(Work to be completed): Output every entry exactly as given.

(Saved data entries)

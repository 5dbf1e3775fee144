use async_trait::async_trait;
use futures_util::stream::BoxStream;

use crate::error::{RemoteError, Result};
use crate::item::StatusId;

use super::ApiStatus;

/// Lazy, newest-first stream of raw records. Not restartable.
pub type StatusStream<'a> = BoxStream<'a, Result<ApiStatus>>;

/// The three destructive calls a purge needs. Each succeeds silently or fails
/// with the platform's structured error.
#[async_trait]
pub trait StatusApi: Send + Sync {
    async fn destroy_status(&self, id: StatusId) -> std::result::Result<(), RemoteError>;

    async fn unretweet(&self, id: StatusId) -> std::result::Result<(), RemoteError>;

    async fn destroy_favorite(&self, id: StatusId) -> std::result::Result<(), RemoteError>;
}

/// Paginated reads of an account's collections.
pub trait StatusFeed: Send + Sync {
    fn likes<'a>(&'a self, screen_name: &'a str) -> StatusStream<'a>;

    /// Posts and reposts, replies included.
    fn timeline<'a>(&'a self, screen_name: &'a str) -> StatusStream<'a>;
}
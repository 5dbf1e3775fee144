#![warn(clippy::all, clippy::pedantic)]
#![allow(
    clippy::missing_errors_doc,
    clippy::missing_panics_doc,
    clippy::module_name_repetitions,
    clippy::must_use_candidate,
    clippy::return_self_not_must_use
)]

pub mod archive;
pub mod client;
pub mod config;
pub mod deletion;
pub mod error;
pub mod item;
pub mod retention;
pub mod run;

pub use config::Config;
pub use error::{LangolierError, Result};
pub use item::{Item, Kind, StatusId};
pub use retention::RetentionPolicy;
pub use run::{RunOptions, RunOrchestrator, RunSummary};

(Response to the task):
repository 5dbf1e3775fee144
use async_trait::async_trait;
use futures_util::stream::BoxStream;

use crate::error::{RemoteError, Result};
use crate::item::StatusId;

use super::ApiStatus;

/// Lazy, newest-first stream of raw records. Not restartable.
pub type StatusStream<'a> = BoxStream<'a, Result<ApiStatus>>;

/// The three destructive calls a purge needs. Each succeeds silently or fails
/// with the platform's structured error.
#[async_trait]
pub trait StatusApi: Send + Sync {
    async fn destroy_status(&self, id: StatusId) -> std::result::Result<(), RemoteError>;

    async fn unretweet(&self, id: StatusId) -> std::result::Result<(), RemoteError>;

    async fn destroy_favorite(&self, id: StatusId) -> std::result::Result<(), RemoteError>;
}

/// Paginated reads of an account's collections.
pub trait StatusFeed: Send + Sync {
    fn likes<'a>(&'a self, screen_name: &'a str) -> StatusStream<'a>;

    /// Posts and reposts, replies included.
    fn timeline<'a>(&'a self, screen_name: &'a str) -> StatusStream<'a>;
}
repository 5dbf1e3775fee144
#![warn(clippy::all, clippy::pedantic)]
#![allow(
    clippy::missing_errors_doc,
    clippy::missing_panics_doc,
    clippy::module_name_repetitions,
    clippy::must_use_candidate,
    clippy::return_self_not_must_use
)]

pub mod archive;
pub mod client;
pub mod config;
pub mod deletion;
pub mod error;
pub mod item;
pub mod retention;
pub mod run;

pub use config::Config;
pub use error::{LangolierError, Result};
pub use item::{Item, Kind, StatusId};
pub use retention::RetentionPolicy;
pub use run::{RunOptions, RunOrchestrator, RunSummary};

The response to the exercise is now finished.